> [EXERCISE AIM]: Which lines run from the line containing "err = handler.execute(OutputMode::Human, false).unwrap_err();" through the end of the records below? Reproduce them exactly, and nothing else.

***

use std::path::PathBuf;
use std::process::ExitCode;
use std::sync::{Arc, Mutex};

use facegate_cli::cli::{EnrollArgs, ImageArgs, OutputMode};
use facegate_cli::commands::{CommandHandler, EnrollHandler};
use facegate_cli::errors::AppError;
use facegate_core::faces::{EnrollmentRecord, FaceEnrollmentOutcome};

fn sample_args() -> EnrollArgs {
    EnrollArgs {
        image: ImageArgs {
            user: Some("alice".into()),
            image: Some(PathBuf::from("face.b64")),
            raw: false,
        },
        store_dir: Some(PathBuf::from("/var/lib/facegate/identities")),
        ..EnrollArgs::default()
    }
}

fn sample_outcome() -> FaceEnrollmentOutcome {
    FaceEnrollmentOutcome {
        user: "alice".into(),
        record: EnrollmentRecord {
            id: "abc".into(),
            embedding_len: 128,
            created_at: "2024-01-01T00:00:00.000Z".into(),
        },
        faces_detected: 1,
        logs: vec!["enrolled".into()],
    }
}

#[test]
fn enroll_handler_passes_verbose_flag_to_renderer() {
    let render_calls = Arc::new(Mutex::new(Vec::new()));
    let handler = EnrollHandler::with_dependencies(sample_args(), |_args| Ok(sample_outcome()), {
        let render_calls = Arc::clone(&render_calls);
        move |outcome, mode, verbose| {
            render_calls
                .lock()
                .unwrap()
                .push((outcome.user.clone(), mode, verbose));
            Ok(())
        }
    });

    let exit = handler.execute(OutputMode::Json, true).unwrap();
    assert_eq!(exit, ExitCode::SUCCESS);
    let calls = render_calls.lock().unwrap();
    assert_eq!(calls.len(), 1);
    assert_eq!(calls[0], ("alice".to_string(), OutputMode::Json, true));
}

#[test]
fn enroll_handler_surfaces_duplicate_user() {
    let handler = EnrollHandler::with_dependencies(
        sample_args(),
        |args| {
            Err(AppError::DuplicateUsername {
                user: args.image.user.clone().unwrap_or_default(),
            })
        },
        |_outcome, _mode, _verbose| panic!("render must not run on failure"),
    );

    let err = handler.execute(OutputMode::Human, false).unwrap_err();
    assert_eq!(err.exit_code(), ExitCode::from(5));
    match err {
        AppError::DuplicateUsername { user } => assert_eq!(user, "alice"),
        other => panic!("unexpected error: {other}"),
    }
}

***

> [EXERCISE SOLUTION]:
    let err = handler.execute(OutputMode::Human, false).unwrap_err();
    assert_eq!(err.exit_code(), ExitCode::from(5));
    match err {
        AppError::DuplicateUsername { user } => assert_eq!(user, "alice"),
        other => panic!("unexpected error: {other}"),
    }
}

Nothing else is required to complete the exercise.